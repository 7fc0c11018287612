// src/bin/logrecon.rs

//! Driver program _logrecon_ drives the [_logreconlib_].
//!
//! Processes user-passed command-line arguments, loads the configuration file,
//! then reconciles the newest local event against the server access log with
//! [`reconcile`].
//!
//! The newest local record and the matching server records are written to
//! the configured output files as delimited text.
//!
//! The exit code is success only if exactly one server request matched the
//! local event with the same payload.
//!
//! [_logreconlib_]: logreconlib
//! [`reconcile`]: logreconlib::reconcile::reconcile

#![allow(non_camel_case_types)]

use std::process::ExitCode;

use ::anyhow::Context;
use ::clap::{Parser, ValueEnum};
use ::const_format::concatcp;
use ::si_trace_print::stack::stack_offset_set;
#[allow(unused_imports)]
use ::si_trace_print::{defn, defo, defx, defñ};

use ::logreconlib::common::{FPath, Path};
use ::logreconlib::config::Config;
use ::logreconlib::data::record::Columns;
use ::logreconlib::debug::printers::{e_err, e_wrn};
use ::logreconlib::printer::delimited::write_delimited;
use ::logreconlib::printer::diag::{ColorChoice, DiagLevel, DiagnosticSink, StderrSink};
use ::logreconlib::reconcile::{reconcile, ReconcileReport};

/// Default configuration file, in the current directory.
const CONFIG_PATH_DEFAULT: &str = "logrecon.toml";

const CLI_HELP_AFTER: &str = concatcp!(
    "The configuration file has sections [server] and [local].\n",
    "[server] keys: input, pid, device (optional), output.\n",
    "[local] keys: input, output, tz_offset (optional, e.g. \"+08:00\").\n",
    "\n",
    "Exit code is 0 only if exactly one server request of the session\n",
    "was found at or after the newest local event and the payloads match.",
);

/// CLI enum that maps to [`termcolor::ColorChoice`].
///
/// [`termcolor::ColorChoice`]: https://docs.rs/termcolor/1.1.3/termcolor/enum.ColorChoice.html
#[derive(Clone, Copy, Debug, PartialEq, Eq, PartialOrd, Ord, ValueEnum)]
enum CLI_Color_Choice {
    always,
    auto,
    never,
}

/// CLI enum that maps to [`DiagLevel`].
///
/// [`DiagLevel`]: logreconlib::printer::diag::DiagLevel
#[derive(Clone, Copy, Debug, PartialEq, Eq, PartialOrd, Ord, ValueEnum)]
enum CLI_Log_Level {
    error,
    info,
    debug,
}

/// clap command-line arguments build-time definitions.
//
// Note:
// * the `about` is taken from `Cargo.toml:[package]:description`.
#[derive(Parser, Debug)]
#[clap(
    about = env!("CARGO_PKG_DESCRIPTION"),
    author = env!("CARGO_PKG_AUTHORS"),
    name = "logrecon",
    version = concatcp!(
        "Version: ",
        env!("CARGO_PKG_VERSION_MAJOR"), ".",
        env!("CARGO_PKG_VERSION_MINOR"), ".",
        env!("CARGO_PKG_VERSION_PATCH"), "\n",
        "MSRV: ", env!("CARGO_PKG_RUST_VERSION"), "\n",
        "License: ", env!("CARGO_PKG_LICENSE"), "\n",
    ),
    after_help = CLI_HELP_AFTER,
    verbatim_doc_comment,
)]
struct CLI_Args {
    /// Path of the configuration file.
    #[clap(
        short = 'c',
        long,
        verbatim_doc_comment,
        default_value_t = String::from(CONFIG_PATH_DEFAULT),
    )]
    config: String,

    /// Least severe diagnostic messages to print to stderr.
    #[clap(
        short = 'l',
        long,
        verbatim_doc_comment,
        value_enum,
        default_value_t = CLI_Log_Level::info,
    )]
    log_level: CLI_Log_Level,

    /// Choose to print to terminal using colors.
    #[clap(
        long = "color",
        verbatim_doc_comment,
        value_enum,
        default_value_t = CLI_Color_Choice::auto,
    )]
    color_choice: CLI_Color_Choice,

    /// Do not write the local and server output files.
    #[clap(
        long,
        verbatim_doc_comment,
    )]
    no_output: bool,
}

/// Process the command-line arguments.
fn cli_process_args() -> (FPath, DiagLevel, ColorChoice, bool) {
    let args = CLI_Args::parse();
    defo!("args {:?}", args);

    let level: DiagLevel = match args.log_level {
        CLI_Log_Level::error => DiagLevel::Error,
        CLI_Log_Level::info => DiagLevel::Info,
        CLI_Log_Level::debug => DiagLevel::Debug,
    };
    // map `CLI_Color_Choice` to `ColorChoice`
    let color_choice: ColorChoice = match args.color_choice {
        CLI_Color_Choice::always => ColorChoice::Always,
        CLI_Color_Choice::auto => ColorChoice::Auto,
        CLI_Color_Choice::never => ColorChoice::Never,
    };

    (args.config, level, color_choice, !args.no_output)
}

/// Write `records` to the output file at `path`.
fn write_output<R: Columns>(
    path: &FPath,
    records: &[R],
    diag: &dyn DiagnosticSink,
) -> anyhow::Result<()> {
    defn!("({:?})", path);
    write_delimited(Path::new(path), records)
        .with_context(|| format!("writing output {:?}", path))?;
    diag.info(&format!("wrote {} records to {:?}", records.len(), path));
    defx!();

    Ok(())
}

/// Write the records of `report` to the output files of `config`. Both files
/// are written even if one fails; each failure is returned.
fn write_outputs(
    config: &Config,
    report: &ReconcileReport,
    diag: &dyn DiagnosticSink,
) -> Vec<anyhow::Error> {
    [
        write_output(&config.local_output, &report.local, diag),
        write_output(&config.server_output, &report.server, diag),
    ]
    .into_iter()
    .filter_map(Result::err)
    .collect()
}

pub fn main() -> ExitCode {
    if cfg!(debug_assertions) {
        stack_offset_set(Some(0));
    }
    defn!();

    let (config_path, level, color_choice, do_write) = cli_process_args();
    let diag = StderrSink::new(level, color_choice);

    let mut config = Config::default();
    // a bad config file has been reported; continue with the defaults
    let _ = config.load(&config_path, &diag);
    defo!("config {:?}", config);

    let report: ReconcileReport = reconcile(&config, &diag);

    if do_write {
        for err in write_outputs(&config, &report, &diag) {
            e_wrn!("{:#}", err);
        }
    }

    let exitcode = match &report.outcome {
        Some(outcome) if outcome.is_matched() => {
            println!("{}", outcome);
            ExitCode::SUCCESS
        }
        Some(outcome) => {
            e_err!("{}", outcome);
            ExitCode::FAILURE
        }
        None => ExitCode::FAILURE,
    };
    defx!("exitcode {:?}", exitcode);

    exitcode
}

◆ ◆ ◆ ◆ ◆

» Task brief: Each line in the data above either holds "info" or does not. State how many do, as a bare number.

» Response: 4